Secretary McNamara's 20 July 1965 Memorandum for the President [Doc. 261] spelled out the troop requirements for Vietnam as follows: The forces for 1965 should be brought up to about 175,000, and "It should be understood that the deployment of more men (perhaps 100,000) may be necessary in early 1966, and the deployment of additional forces thereafter is possible but will depend on developments."
This 100,000-man possible addition was broken down in a cable from COMUSMACV to CINCPAC as providing 27 maneuver battalions with associated battalions to 61 sometime in 1966. The question arises as to how this 100,000 man 27-battalion figure was reached. In the absence of documentary evidence, it seems simplest to assume that Westmoreland was given pretty much what he asked for. However, the 61 battalion figure comes very close to the number of battalions the Secretary of Defense was thinking about earlier in July, when a memorandum for the record dated 12 July shows a proposal to strengthen U.S. forces by 63 battalions through a combination of calling up reserves, extending tours of duty, and increasing the draft. In fact, the 63 battalion figure appears again in the Secretary's 20 July memorandum to the President, allowing one to speculate that the size of the build-up had already been fixed in early July prior to the trip.

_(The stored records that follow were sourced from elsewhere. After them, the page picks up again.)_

//! Appointments

use serde::Deserialize;
use serde_json::Value;

use super::{detail_field, text_field};
use crate::form::{FieldKind, FieldSpec, FormState};
use crate::query::RecordId;
use crate::resource::{QuickFilter, Resource};
use crate::surface::DetailView;
use crate::table::{Column, ColumnType};

/// Nested patient / doctor summary
#[derive(Debug, Clone, Default, PartialEq, Deserialize)]
#[serde(default)]
pub struct PersonRef {
    pub id: RecordId,
    pub full_name: String,
}

#[derive(Debug, Clone, Default, PartialEq, Deserialize)]
#[serde(default)]
pub struct Appointment {
    pub id: RecordId,
    pub patient: Option<RecordId>,
    pub patient_detail: Option<PersonRef>,
    pub doctor: Option<RecordId>,
    pub doctor_detail: Option<PersonRef>,
    pub appointment_date: Option<String>,
    pub reason: Option<String>,
    pub status: String,
}

impl Appointment {
    pub fn from_record(record: &Value) -> Option<Self> {
        Self::deserialize(record).ok()
    }

    pub fn patient_name(&self) -> Option<&str> {
        self.patient_detail.as_ref().map(|p| p.full_name.as_str()).filter(|n| !n.is_empty())
    }
}

pub const STATUSES: &[(&str, &str)] = &[
    ("Scheduled", "Scheduled"),
    ("Completed", "Completed"),
    ("Cancelled", "Cancelled"),
];

const COLUMNS: &[Column] = &[
    Column::new("patient_detail.full_name", "Patient", ColumnType::Text),
    Column::new("doctor_detail.full_name", "Doctor", ColumnType::Text),
    Column::new("appointment_date", "Date & Time", ColumnType::DateTime),
    Column::new("reason", "Reason", ColumnType::Text),
    Column::new("status", "Status", ColumnType::Status),
];

const FORM: &[FieldSpec] = &[
    FieldSpec::required("patient", "Patient ID", FieldKind::Number),
    FieldSpec::required("doctor", "Doctor ID", FieldKind::Number),
    FieldSpec::required("appointment_date", "Date & Time", FieldKind::DateTime),
    FieldSpec::optional("reason", "Reason", FieldKind::TextArea),
    FieldSpec::required("status", "Status", FieldKind::Select(STATUSES)),
];

const QUICK_FILTERS: &[QuickFilter] = &[
    QuickFilter { key: "scheduled", label: "Scheduled", path: "scheduled", param: None },
    QuickFilter { key: "upcoming", label: "Upcoming", path: "upcoming", param: None },
];

#[derive(Debug, Clone, Copy, Default)]
pub struct Appointments;

impl Resource for Appointments {
    fn path(&self) -> &'static str {
        "appointments"
    }

    fn singular(&self) -> &'static str {
        "Appointment"
    }

    fn plural(&self) -> &'static str {
        "appointments"
    }

    fn columns(&self) -> &'static [Column] {
        COLUMNS
    }

    fn form_schema(&self) -> &'static [FieldSpec] {
        FORM
    }

    fn create_title(&self) -> &'static str {
        "Schedule New Appointment"
    }

    fn edit_title(&self) -> &'static str {
        "Edit Appointment"
    }

    fn label(&self, record: &Value) -> String {
        Appointment::from_record(record)
            .and_then(|a| a.patient_name().map(|name| format!("the appointment for {}", name)))
            .unwrap_or_else(|| "this appointment".to_string())
    }

    fn detail(&self, record: &Value) -> DetailView {
        let appointment = Appointment::from_record(record).unwrap_or_default();
        DetailView {
            title: format!("Appointment #{}", appointment.id),
            record_id: appointment.id,
            fields: vec![
                text_field("Patient", appointment.patient_name().unwrap_or_default()),
                detail_field(record, "doctor_detail.full_name", "Doctor", ColumnType::Text),
                detail_field(record, "appointment_date", "Date & Time", ColumnType::DateTime),
                detail_field(record, "reason", "Reason", ColumnType::Text),
                detail_field(record, "status", "Status", ColumnType::Status),
            ],
            notes: None,
            actions: Vec::new(),
        }
    }

    fn filter_keys(&self) -> &'static [&'static str] {
        &["status"]
    }

    fn filter_options(&self, key: &str) -> &'static [(&'static str, &'static str)] {
        match key {
            "status" => STATUSES,
            _ => &[],
        }
    }

    fn quick_filters(&self) -> &'static [QuickFilter] {
        QUICK_FILTERS
    }

    fn validate(&self, form: &FormState) -> Result<(), String> {
        for (field, label) in [("patient", "Patient ID"), ("doctor", "Doctor ID")] {
            let value = form.text(field).map(str::trim).unwrap_or_default();
            if value.parse::<RecordId>().is_err() {
                return Err(format!("{} must be a number", label));
            }
        }
        Ok(())
    }
}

In either case, the result was that Phase II was recommended to the President at a level of roughly 100,000 which when added to the then current estimates for Phase I of 175,000 gave a total estimate of 275,000 by the end of 1966. Secretary McNamara envisioned that the employment of U.S. forces would be as follows:
. . . Use of forces.The forces will be used however they can be brought to bear most effectively. The U.S. third-country ground forces will operate in coordination with South Vietnamese forces. They will defend their own bases; they will assist in providing security in neighboring areas; they will augment Vietnamese forces, assuring retention of key logistic areas and population centers. Also, in the initial phase they will maintain a small reserve-reaction force, conducting nuisance raids and spoiling attacks, and opening and securing selected lines of communication; as in-country ground strength increases to a level permitting extended U.S. and third-country offensive action, the forces will be available for more active combat missions when the Vietnamese Government and General Westmoreland agree that such active missions are needed. The strategy for winning this stage of the war will be to take the offensive to take and hold the initiative. The concept of tactical operations will be to exploit the offensive, with the objects of putting the VCIDRV battalion forces out of operation and of destroying their morale. The South Vietnamese, U.S. and third-country forces, by aggressive exploitation of superior military forces, are to gain and hold the initiative keeping the enemy at a disadvantage, maintaining a tempo such as to deny them time to recuperate or regain their balance, and pressing the fight against VCIDRV main force units in South Vietnam to run them to ground and to destroy them. The operations should combine to compel the VCIDRV to fight at a higher and more sustained intensity with resulting higher logistical consumption and, at the same time, to limit his capability to resupply forces in combat at that scale by attacking his LOC. The concept assumes vigorous prosecution of the air and sea anti-infiltration campaign and includes increased use of air in-country, including B-52s, night and day to harass VC in their havens. Following destruction of the VC main force units, the South Vietnamese must reinstitute the Program of Rural Reconstruction as an antidote to the continuing VC campaign of terror and subversion.
. . . Evaluation. ARVN overall is not capable of successfully resisting the VC initiatives without more active assistance from more U.S. third-country ground forces than those thus far committed. Without further outside help, the ARVN is faced with successive tactical reverses, loss of key communication and population centers particularly in the highlands, piecemeal destruction of ARVN units, attrition of RVNAF will to fight, and loss of civilian confidence. Early commitment of additional U.S. third-country forces in sufficient quantity, in general reserve and offensive roles, should stave off GVN defeat.
The success of the program from the military point of view turns on whether the Vietnamese hold their own in terms of numbers and fighting spirit, and on whether the U.S. forces can be effective in a quick-reaction reserve role, a role in which they are only now being tested. The number of U.S. troops is too small to make a significant difference in the tradition 10-1 government-guerrilla formula, but it is not too small to make a significant difference in the kind of war which seems to be evolving in Vietnam a "Third Stage" or conventional war in which it is easier to identify, locate and attack the enemy.
The plan is such that the risk of escalation into war with China or the Soviet Union can be kept small. U.S. and South Vietnamese casualties will increase just how much cannot be predicted with confidence, but the U.S. killed-in-action might be in the vicinity of 500 a month by the end of the year. The South Vietnamese under one government or another will probably see the thing through and the United States public will support the course of action because it is a sensible and courageous military-political program designed and likely to bring about a success in Vietnam.
It should be recognized, however, that success against the larger, more conventional, VCIPAVN forces could merely drive the VC back into the trees and back to their 1960-64 pattern a pattern against which U.S. troops and aircraft would be of limited value but with which the GVN, with our help, could cope. The questions here would be whether the VC could maintain morale after such a setback, and whether the South Vietnamese would have the will to hang on through another cycle.